Wi-Fi環境さえあれば、一台を親の家に置いて自分のスマホから親の様子をいつでも確認できるようにしたり、自宅にも一台置いて家族と気軽にビデオ通話ができる状態にすることが可能です。タッチパネルと音声で直感的に操作できるのも、親世代に抵抗なく使ってもらえる理由。きめ細かいコミュニケーションができ、遠距離介護に大いに役立ちます。

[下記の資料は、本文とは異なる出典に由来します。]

//! Octree storage
//!
//! The tree is kept as one flat array per level, level `l` holding `8^l`
//! nodes. Parent and child are related by index arithmetic only:
//! the children of node `i` on level `l` are `8 * i + octant` on level
//! `l + 1`, and the parent of node `i` is `i >> 3`. No node holds a
//! reference to another.
//!
//! Pixels are accumulated on the base level (the deepest one). The
//! builder, reducer and synthesizer live in their own modules as further
//! `impl Octree` blocks.

use crate::error::{QuantError, QuantResult};
use crate::index::IndexTable;
use crate::options::clamp_depth;

/// Accumulated statistics for one cube of RGB space
#[derive(Debug, Clone, Copy, Default, PartialEq, Eq)]
pub struct OctreeNode {
    /// Sum of red values absorbed directly into this node
    pub weight_red: u32,
    /// Sum of green values absorbed directly into this node
    pub weight_green: u32,
    /// Sum of blue values absorbed directly into this node
    pub weight_blue: u32,
    /// Pixels absorbed directly into this node
    pub own_pixels: u32,
    /// Pixels absorbed by this node and everything below it
    pub descendant_pixels: u32,
    /// Bit `i` set iff child octant `i` still holds pixels
    pub child_mask: u8,
}

impl OctreeNode {
    /// Rounded average color of the pixels held directly by this node.
    ///
    /// Returns `None` for a node without pixels of its own.
    pub fn average(&self) -> Option<(u8, u8, u8)> {
        if self.own_pixels == 0 {
            return None;
        }
        let n = self.own_pixels as u64;
        let round = |weight: u32| ((weight as u64 + (n >> 1)) / n) as u8;
        Some((
            round(self.weight_red),
            round(self.weight_green),
            round(self.weight_blue),
        ))
    }

    /// Move this node's own pixels into `dst`, leaving it empty.
    ///
    /// Returns `false` and changes neither node when any of `dst`'s sums
    /// would wrap.
    pub(crate) fn move_mass_into(&mut self, dst: &mut OctreeNode) -> bool {
        let sums = (
            dst.weight_red.checked_add(self.weight_red),
            dst.weight_green.checked_add(self.weight_green),
            dst.weight_blue.checked_add(self.weight_blue),
            dst.own_pixels.checked_add(self.own_pixels),
        );
        let (Some(red), Some(green), Some(blue), Some(count)) = sums else {
            return false;
        };
        dst.weight_red = red;
        dst.weight_green = green;
        dst.weight_blue = blue;
        dst.own_pixels = count;
        self.weight_red = 0;
        self.weight_green = 0;
        self.weight_blue = 0;
        self.own_pixels = 0;
        true
    }
}

/// Location of one node: tree level plus flat index within that level
#[derive(Debug, Clone, Copy, Default, PartialEq, Eq, Hash)]
pub struct ColorNode {
    pub level: u32,
    pub index: u32,
}

impl ColorNode {
    pub fn new(level: u32, index: u32) -> Self {
        Self { level, index }
    }

    /// The node one level up, or `None` for the root
    #[inline]
    pub fn parent(self) -> Option<ColorNode> {
        (self.level > 0).then(|| ColorNode::new(self.level - 1, self.index >> 3))
    }

    /// Which of its parent's eight children this node is
    #[inline]
    pub fn octant(self) -> u32 {
        self.index & 7
    }

    /// Child `octant` of this node, one level down
    #[inline]
    pub fn child(self, octant: u32) -> ColorNode {
        ColorNode::new(self.level + 1, (self.index << 3) + octant)
    }
}

/// Depth-bounded RGB octree in per-level flat storage
#[derive(Debug, Clone)]
pub struct Octree {
    pub(crate) levels: Vec<Vec<OctreeNode>>,
    index: IndexTable,
}

impl Octree {
    /// Allocate a zeroed tree with `depth` levels (clamped to `2..=9`).
    pub fn new(depth: u32) -> Self {
        let mut tree = Self {
            levels: Vec::new(),
            index: IndexTable::new(depth),
        };
        tree.resize(depth);
        tree
    }

    /// Reconfigure to `depth` levels (clamped), zeroing every node.
    ///
    /// Levels deeper than the new depth are released; missing levels are
    /// allocated.
    pub fn resize(&mut self, depth: u32) {
        let depth = clamp_depth(depth) as usize;
        self.levels.truncate(depth);
        self.clear();
        for level in self.levels.len()..depth {
            self.levels.push(vec![OctreeNode::default(); 1 << (3 * level)]);
        }
        if self.index.depth() as usize != depth {
            self.index = IndexTable::new(depth as u32);
        }
    }

    /// Zero every node, keeping the allocation
    pub fn clear(&mut self) {
        for level in &mut self.levels {
            level.fill(OctreeNode::default());
        }
    }

    /// Number of levels
    pub fn depth(&self) -> u32 {
        self.levels.len() as u32
    }

    /// Level on which pixels are accumulated
    pub fn base_level(&self) -> u32 {
        self.depth() - 1
    }

    /// Number of nodes on `level`, zero past the base
    pub fn level_len(&self, level: u32) -> usize {
        self.levels.get(level as usize).map_or(0, Vec::len)
    }

    /// Node at `loc`, if it exists
    pub fn get(&self, loc: ColorNode) -> Option<&OctreeNode> {
        self.levels.get(loc.level as usize)?.get(loc.index as usize)
    }

    #[inline]
    pub(crate) fn node(&self, loc: ColorNode) -> &OctreeNode {
        &self.levels[loc.level as usize][loc.index as usize]
    }

    #[inline]
    pub(crate) fn node_mut(&mut self, loc: ColorNode) -> &mut OctreeNode {
        &mut self.levels[loc.level as usize][loc.index as usize]
    }

    /// Base-level index an RGB triplet is accumulated into
    #[inline]
    pub fn base_index(&self, r: u8, g: u8, b: u8) -> usize {
        self.index.index(r, g, b)
    }

    /// Accumulate one pixel.
    ///
    /// Weights wrap on overflow: the sum of one channel over all pixels
    /// landing in a single node must stay below `2^32`, i.e. roughly 16.8
    /// million pixels of full intensity per node. Use
    /// [`Octree::try_insert`] when that cannot be guaranteed.
    #[inline]
    pub fn insert(&mut self, r: u8, g: u8, b: u8) {
        let index = self.index.index(r, g, b);
        let base = self.levels.len() - 1;
        let node = &mut self.levels[base][index];
        node.weight_red = node.weight_red.wrapping_add(r as u32);
        node.weight_green = node.weight_green.wrapping_add(g as u32);
        node.weight_blue = node.weight_blue.wrapping_add(b as u32);
        node.own_pixels = node.own_pixels.wrapping_add(1);
    }

    /// Accumulate one pixel, refusing to wrap any counter.
    pub fn try_insert(&mut self, r: u8, g: u8, b: u8) -> QuantResult<()> {
        let index = self.index.index(r, g, b);
        let base = self.levels.len() - 1;
        let node = &mut self.levels[base][index];
        let sums = (
            node.weight_red.checked_add(r as u32),
            node.weight_green.checked_add(g as u32),
            node.weight_blue.checked_add(b as u32),
            node.own_pixels.checked_add(1),
        );
        let (Some(red), Some(green), Some(blue), Some(count)) = sums else {
            return Err(QuantError::WeightOverflow {
                level: base as u32,
                index,
            });
        };
        node.weight_red = red;
        node.weight_green = green;
        node.weight_blue = blue;
        node.own_pixels = count;
        Ok(())
    }

    /// Total pixels held directly by base-level nodes
    pub fn base_pixel_count(&self) -> u64 {
        self.levels
            .last()
            .map_or(0, |base| base.iter().map(|n| n.own_pixels as u64).sum())
    }
}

食事面のサポートを、遠方から行うことも可能です。高齢者向け配食サービスはいろいろありますが、既製の味が口に合わず食が進まないと栄養面が心配ですよね。そんなときは、親の状態や好みに合わせたお惣菜を作って冷凍し、クール宅配便で送るという手段があります。手間はかかりますが、元気でいてほしいという愛情を感じてもらえるのではないでしょうか。
また通院や日用品以外の買物の付き添い等は、介護保険適用外の代行サービスを利用するのも手。費用は全額自己負担にはなりますが、帰省にかかる交通費や移動時間のことを考えれば、かえって安くつくケースもありそうです。診察室の中まで付き添い、医師や薬剤師とのコミュニケーションを補助してくれるなど、これまで家族がするべきと考えられていたことを代行してくれ、通院の度に帰省する負担がなくなります。
負担を減らして笑顔を増やそう
遠くに住んでいると目が行き届かないことが多く、歯がゆいですよね。しかし、そもそも親は子供の重荷になることは望んでいないものです。一人でできることには限界があるうえ、今は新型コロナウイルスという別の敵とも戦っていかなくてはなりません。
できないことはできないと認め、親の近くにいる介護のプロとの連携を深めて、チームで対処していくことが大切です。便利な機器やサービスなども駆使して、なるべく負担は少なく笑顔は多い、そんな遠距離介護を目指していきたいですね。